We took the plains from the Franks (and assorted dacian monkeys). The Saxons wandered west to Britannia, not east to Pannonia.
No need, every Romanian is at least 1 of the 3.
You know who else thought they lived in the greatest city in the world…
Everyone who doesn’t hate their hometown?
I don’t hate my hometown, but I’d be hard pressed to call Cleveland, OH the greatest city in the world.
/waits for someone to put up the tourism video
*EDITOR*
You asked for it: https://www.youtube.com/watch?v=oZzgAjjuqZM
Ditto for Rochester.
/doubt anyone ever GAF to make a video
While I live in Bowling Green, I still consider Louisville my hometown. I like both, but I doubt either rate as #1. Top 20, sure, but not #1.
My hometown is great. Everyone who lives here is an asshole, but the place itself is pretty cool. Especially if you like drinking and old buildings.
I do like drinking, but we’ve got that covered (if you like beer or mead). Our old buildings are in areas you generally do not want to go anymore. We’ve got wineries (if you like sweet dessert wines), a cider maker (besides a couple of the mead/wineries starting into it), and two distilleries (one I haven’t been to yet, and the other… is not good).
“My hometown is great.” ’cause no one lives there. Well, almost no one and I wouldn’t call it living as it is currently known. That’s the best part.
Once athe ‘bad backs’ die off it’ll be a people desert.
all fits there somewhere
My hometown has a popular series devoted to its criminal underground and meth gangs.
Residents of Boston when they have four pro teams as reigning champions?
when was that?
You have to wait a month or so.
no fuckin way the celtics win
Foxborough != Boston
Anyone find it funny that Foxborough is named for Charles James Fox the rival of William Pitt and Pittsburgh is named for Pitt the Elder who was a rival of Henry Fox, father of Charles James?
No.
Thanks, Pie! A nice, if not always enthusiastic, look at your home.

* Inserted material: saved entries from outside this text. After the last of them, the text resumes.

//! Suppression of repeated reports.

/// Remembers the last report and tells whether a new one differs from it.
///
/// Polling loops read reports at a fixed rate, but consumers only want to hear about changes.
/// The detector sits between the two.
#[derive(Debug, Clone)]
pub struct ChangeDetector<T> {
	previous: Option<T>,
}

impl<T> Default for ChangeDetector<T> {
	fn default() -> Self {
		Self { previous: None }
	}
}

impl<T: PartialEq> ChangeDetector<T> {
	/// Create a detector without a previous report.
	///
	/// The first report is always considered a change.
	pub fn new() -> Self {
		Self { previous: None }
	}

	/// Create a detector that compares the first report against `initial`.
	pub fn with_initial(initial: T) -> Self {
		Self { previous: Some(initial) }
	}

	/// The last report passed to the detector.
	pub fn previous(&self) -> Option<&T> {
		self.previous.as_ref()
	}

	/// Record a new report and return true if it differs from the previous one.
	///
	/// The new report always replaces the remembered one, even if they compare equal.
	pub fn update(&mut self, report: T) -> bool {
		let changed = self.previous.as_ref() != Some(&report);
		self.previous = Some(report);
		changed
	}

	/// Forget the previous report.
	pub fn reset(&mut self) {
		self.previous = None;
	}
}

impl<T: PartialEq + Clone> ChangeDetector<T> {
	/// Record a new report and return a copy of it if it differs from the previous one.
	pub fn changed(&mut self, report: T) -> Option<T> {
		if self.update(report) {
			self.previous.clone()
		} else {
			None
		}
	}
}

#[cfg(test)]
mod test {
	use super::*;
	use assert2::assert;

	#[test]
	fn test_first_report_is_a_change() {
		let mut detector = ChangeDetector::new();
		assert!(detector.update(vec![1, 2]));
		assert!(!detector.update(vec![1, 2]));
		assert!(detector.update(vec![1, 3]));
		assert!(!detector.update(vec![1, 3]));
	}

	#[test]
	fn test_seeded_detector() {
		let mut detector = ChangeDetector::with_initial(0u8);
		assert!(!detector.update(0));
		assert!(detector.update(1));
		assert!(detector.previous() == Some(&1));
	}

	#[test]
	fn test_same_report_twice() {
		let mut detector = ChangeDetector::with_initial([0u8; 4]);
		let report = [0, 0x80, 0, 0];
		let notifications = [report, report].into_iter().filter_map(|r| detector.changed(r)).count();
		assert!(notifications == 1);
	}

	#[test]
	fn test_reset() {
		let mut detector = ChangeDetector::new();
		assert!(detector.update('a'));
		detector.reset();
		assert!(detector.previous().is_none());
		assert!(detector.update('a'));
	}
}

…which meant putting polystyrene on the outside and painting them.
Isn’t that what did in Grenfell Tower?
Due to the difficulty of getting cars in communism, it became a status symbol and now everyone wants one.

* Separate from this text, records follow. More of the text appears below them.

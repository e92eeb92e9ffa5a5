/// An RGB color for a single LED.
#[derive(Debug, Copy, Clone, Default, Eq, PartialEq, Hash)]
pub struct PixelColor {
	/// The red channel.
	pub r: u8,

	/// The green channel.
	pub g: u8,

	/// The blue channel.
	pub b: u8,
}

impl PixelColor {
	/// All channels off.
	pub const BLACK: Self = Self::new(0, 0, 0);

	/// All channels at full intensity.
	pub const WHITE: Self = Self::new(0xFF, 0xFF, 0xFF);

	/// Create a color from its channels.
	pub const fn new(r: u8, g: u8, b: u8) -> Self {
		Self { r, g, b }
	}

	/// Scale all channels by a brightness factor.
	///
	/// Each channel is clamped to `0..=255`, so factors above 1 saturate and negative factors produce black.
	#[must_use]
	pub fn scale(self, brightness: f64) -> Self {
		let channel = |value: u8| (brightness * f64::from(value)).clamp(0.0, 255.0) as u8;
		Self {
			r: channel(self.r),
			g: channel(self.g),
			b: channel(self.b),
		}
	}
}

impl From<[u8; 3]> for PixelColor {
	fn from([r, g, b]: [u8; 3]) -> Self {
		Self { r, g, b }
	}
}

Status symbol or one of freedom? It seems like cars are pretty high up on the wish list of almost everyone coming from glorious (former) communist countries.
both i assume but I would say status comes first. I literally know a guy who bough a second hand BMW X because it was cheap and rarely drives it cause he can not afford gas and upkeep costs
Well, for what it’s worth, Washington, DC was built in an actual swamp. The reason the Foggy Bottom neighborhood is so named is because it’s right on the river, making it prone to fog. I’m not sure why the location was chosen to build DC but I suspect it was because the land wasn’t much good for anything else.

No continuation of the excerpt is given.